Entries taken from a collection
-.-.-
//! Filtered derivatives of the I and Q quadratures.

use crate::domain::FilterKind;
use crate::error::AppError;
use crate::signal::savgol::SavitzkyGolay;

pub const SG_WINDOW: usize = 13;
pub const SG_ORDER: usize = 3;

/// Central differences in the interior, one-sided at both ends.
pub fn gradient(data: &[f64], spacing: f64) -> Result<Vec<f64>, AppError> {
    let n = data.len();
    if n < 2 {
        return Err(AppError::input("Gradient needs at least two samples."));
    }
    let mut out = Vec::with_capacity(n);
    out.push((data[1] - data[0]) / spacing);
    for i in 1..n - 1 {
        out.push((data[i + 1] - data[i - 1]) / (2.0 * spacing));
    }
    out.push((data[n - 1] - data[n - 2]) / spacing);
    Ok(out)
}

/// Derivative (or, for `Sg` without `do_deriv`, the smoothed data) of a
/// uniformly spaced series.
pub fn filtered_differential(
    data: &[f64],
    spacing: f64,
    kind: FilterKind,
    do_deriv: bool,
) -> Result<Vec<f64>, AppError> {
    match kind {
        FilterKind::Gradient => gradient(data, spacing),
        FilterKind::Sg => {
            let deriv = usize::from(do_deriv);
            SavitzkyGolay::new(SG_WINDOW, SG_ORDER)?.apply(data, deriv, spacing)
        }
        FilterKind::SgGrad => {
            let smooth = SavitzkyGolay::new(SG_WINDOW, SG_ORDER)?.apply(data, 0, 1.0)?;
            gradient(&smooth, spacing)
        }
    }
}

/// `dI` and `dQ` with the chosen filter. Without frequencies the spacing is one sample.
pub fn compute_di_dq(
    i: &[f64],
    q: &[f64],
    freqs_hz: Option<&[f64]>,
    kind: FilterKind,
    do_deriv: bool,
) -> Result<(Vec<f64>, Vec<f64>), AppError> {
    if i.len() != q.len() {
        return Err(AppError::input(format!(
            "I has {} samples but Q has {}.",
            i.len(),
            q.len()
        )));
    }
    let spacing = match freqs_hz {
        Some(f) if f.len() >= 2 => f[1] - f[0],
        Some(_) => return Err(AppError::input("Need at least two frequencies for a spacing.")),
        None => 1.0,
    };
    let di = filtered_differential(i, spacing, kind, do_deriv)?;
    let dq = filtered_differential(q, spacing, kind, do_deriv)?;
    Ok((di, dq))
}

/// `sqrt(dI² + dQ²)` per sample.
pub fn iq_speed(di: &[f64], dq: &[f64]) -> Vec<f64> {
    di.iter().zip(dq).map(|(a, b)| a.hypot(*b)).collect()
}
-.-.-
• _Aim of the exercise_: All that is wanted is a faithful reproduction of the line above with "for i in 1..n", the line with "Some(f) if f.len()", and every line in between.

• _Answer to the problem_:
    for i in 1..n - 1 {
        out.push((data[i + 1] - data[i - 1]) / (2.0 * spacing));
    }
    out.push((data[n - 1] - data[n - 2]) / spacing);
    Ok(out)
}

/// Derivative (or, for `Sg` without `do_deriv`, the smoothed data) of a
/// uniformly spaced series.
pub fn filtered_differential(
    data: &[f64],
    spacing: f64,
    kind: FilterKind,
    do_deriv: bool,
) -> Result<Vec<f64>, AppError> {
    match kind {
        FilterKind::Gradient => gradient(data, spacing),
        FilterKind::Sg => {
            let deriv = usize::from(do_deriv);
            SavitzkyGolay::new(SG_WINDOW, SG_ORDER)?.apply(data, deriv, spacing)
        }
        FilterKind::SgGrad => {
            let smooth = SavitzkyGolay::new(SG_WINDOW, SG_ORDER)?.apply(data, 0, 1.0)?;
            gradient(&smooth, spacing)
        }
    }
}

/// `dI` and `dQ` with the chosen filter. Without frequencies the spacing is one sample.
pub fn compute_di_dq(
    i: &[f64],
    q: &[f64],
    freqs_hz: Option<&[f64]>,
    kind: FilterKind,
    do_deriv: bool,
) -> Result<(Vec<f64>, Vec<f64>), AppError> {
    if i.len() != q.len() {
        return Err(AppError::input(format!(
            "I has {} samples but Q has {}.",
            i.len(),
            q.len()
        )));
    }
    let spacing = match freqs_hz {
        Some(f) if f.len() >= 2 => f[1] - f[0],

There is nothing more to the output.